California historian Kevin Starr.

Bradbury Building 1
- chrisinphilly5448

The Interior

As visitors step through the ornate wrought-iron gates and into the atrium, they’ll notice a mix of architectural styles. The Victorian-style central court lobby wows with Italian marble staircases, intricate French wrought-iron railings evoking a sense of Art Nouveau, and delicate filigree work, all bathed in the soft sunlight streaming down from above.

“a vast hall full of light, received not alone from the windows on all sides, but from the dome, the point of which was a hundred feet above. Beneath it, in the centre of the hall, a magnificent fountain played, cooling the atmosphere to a delicious freshness with its spray.
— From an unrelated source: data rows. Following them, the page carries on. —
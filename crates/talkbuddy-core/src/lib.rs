pub mod analysis;
pub mod backend;
pub mod config;
pub mod error;
pub mod session;
pub mod speech;
pub mod state;
pub mod store;
pub mod summary;
pub mod tutor;

// Re-export main types for convenience
pub use analysis::{fetch_analysis, strip_marker, AnalysisOutcome, AnalysisReport};
pub use backend::{AnalyzeResponse, ChatBackend, HttpBackend, SendResponse, DEFAULT_BACKEND_URL};
pub use config::Config;
pub use error::{Result, TutorError};
pub use session::{LocalStorage, SessionStore, SESSION_KEY};
pub use speech::{
    CommandSynthesizer, NoSpeechRecognizer, NoSpeechSynthesizer, SpeechRecognizer,
    SpeechSynthesizer, Utterance,
};
pub use state::{ChatAction, ChatState, Message, Sender, SessionData, SessionDataUpdate};
pub use store::ChatStore;
pub use summary::{GrammarTier, SessionSummary};
pub use tutor::{ReplyTiming, Tutor, WELCOME_MESSAGE};
use std::io::{self, Stderr};
use anyhow::Result;
use crossterm::{
    event::{self, Event, KeyEvent, KeyEventKind},
    execute,
    terminal::{disable_raw_mode, enable_raw_mode, EnterAlternateScreen, LeaveAlternateScreen},
};
use ratatui::{backend::CrosstermBackend, Terminal};
use futures_util::StreamExt;
use talkbuddy_core::ChatState;
use tokio::sync::{mpsc, watch};

pub type Tui = Terminal<CrosstermBackend<Stderr>>;

#[derive(Debug)]
pub enum AppEvent {
    Key(KeyEvent),
    Resize(u16, u16),
    /// The chat store changed (new message, loading flag, metrics)
    StateChanged,
    Tick,
}

pub struct EventHandler {
    rx: mpsc::UnboundedReceiver<AppEvent>,
    _tx: mpsc::UnboundedSender<AppEvent>,
}

impl EventHandler {
    pub fn new(mut state_rx: watch::Receiver<ChatState>) -> Self {
        let (tx, rx) = mpsc::unbounded_channel();
        let _tx = tx.clone();

        // Spawn event reader task
        let tx_events = tx.clone();
        tokio::spawn(async move {
            let mut reader = event::EventStream::new();
            while let Some(evt) = reader.next().await {
                let app_event = match evt {
                    // Only handle key press events, not release
                    Ok(Event::Key(key)) if key.kind == KeyEventKind::Press => Some(AppEvent::Key(key)),
                    Ok(Event::Resize(w, h)) => Some(AppEvent::Resize(w, h)),
                    _ => None,
                };

                if let Some(event) = app_event {
                    if tx_events.send(event).is_err() {
                        break;
                    }
                }
            }
        });

        // Forward chat store changes so replies render as soon as they land
        let tx_state = tx.clone();
        tokio::spawn(async move {
            while state_rx.changed().await.is_ok() {
                if tx_state.send(AppEvent::StateChanged).is_err() {
                    break;
                }
            }
        });

        // Spawn tick timer for animations (300ms interval)
        let tx_tick = tx.clone();
        tokio::spawn(async move {
            let mut interval = tokio::time::interval(std::time::Duration::from_millis(300));
            loop {
                interval.tick().await;
                if tx_tick.send(AppEvent::Tick).is_err() {
                    break;
                }
            }
        });

        Self { rx, _tx }
    }

    pub async fn next(&mut self) -> Option<AppEvent> {
        self.rx.recv().await
    }
}

pub fn init() -> Result<Tui> {
    enable_raw_mode()?;
    execute!(io::stderr(), EnterAlternateScreen)?;

    let backend = CrosstermBackend::new(io::stderr());
    let terminal = Terminal::new(backend)?;

    Ok(terminal)
}

pub fn restore() -> Result<()> {
    execute!(io::stderr(), LeaveAlternateScreen)?;
    disable_raw_mode()?;
    Ok(())
}

/// Install panic hook to restore terminal on panic
pub fn install_panic_hook() {
    let original_hook = std::panic::take_hook();
    std::panic::set_hook(Box::new(move |panic_info| {
        let _ = restore();
        original_hook(panic_info);
    }));
}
The walls and ceiling were frescoed in mellow tints, calculated to soften without absorbing the light which flooded the interior.”

An extract from “Looking Backward”.

Inspired by Edward Bellamy's utopian novel "Looking Backward," Wyman envisioned a futuristic style that would stand the test of time. The freestanding staircases and two open hydraulic elevators not only transport visitors up and downstairs, but to the future Wyman envisioned as well. Despite its initial costliness and humble exterior yet extravagant internal design, the Bradbury Building is definitely a symbol of architectural excellence in DTLA.

Bradbury Building 1
- Luke Jones

The Bradbury Building’s Cultural Significance

In Popular Culture

Since its creation the Bradbury Building has become more than just a thing of architectural beauty. It has also become a cultural icon serving as a backdrop for countless films, television shows, and works of literature. In the film industry the building has gained particular popularity within the science fiction genre, which is not shocking given Wyman’s “Looking Backward” inspiration.

Bradbury Building
- Juan Monroy

However, it has also proven rather versatile despite this distinct appearance. Over the years, it has masqueraded as various locations worldwide, from a Parisian setting to a New York backdrop. Its appearance in the 1982 cult classic "Blade Runner," where it served as the home of toymaker Sebastian, solidified its status as a cinematic landmark. Furthermore, its presence in television series like "The Outer Limits" and "Quantum Leap" underscores its enduring appeal within the sci-fi realm.

Beyond cinema DC Comics and Marvel Comics have created characters with ties to the Bradbury Building and music artists like Janet Jackson and Justin Timberlake have filmed their music videos within the iconic interior.

Bradbury Building 4
- Emily

As a Tourist Attraction

Open daily, the Bradbury Building offers staff-led guided tours. While casual visitors are limited to the first landing, brochures and guided tours allow you to move deeper into the building both physically and historically. Its close proximity to other downtown hotspots, such as the Grand Central Market, the Museum of Contemporary Art, and Angels Flight, enhances its appeal as a must-visit destination in Los Angeles.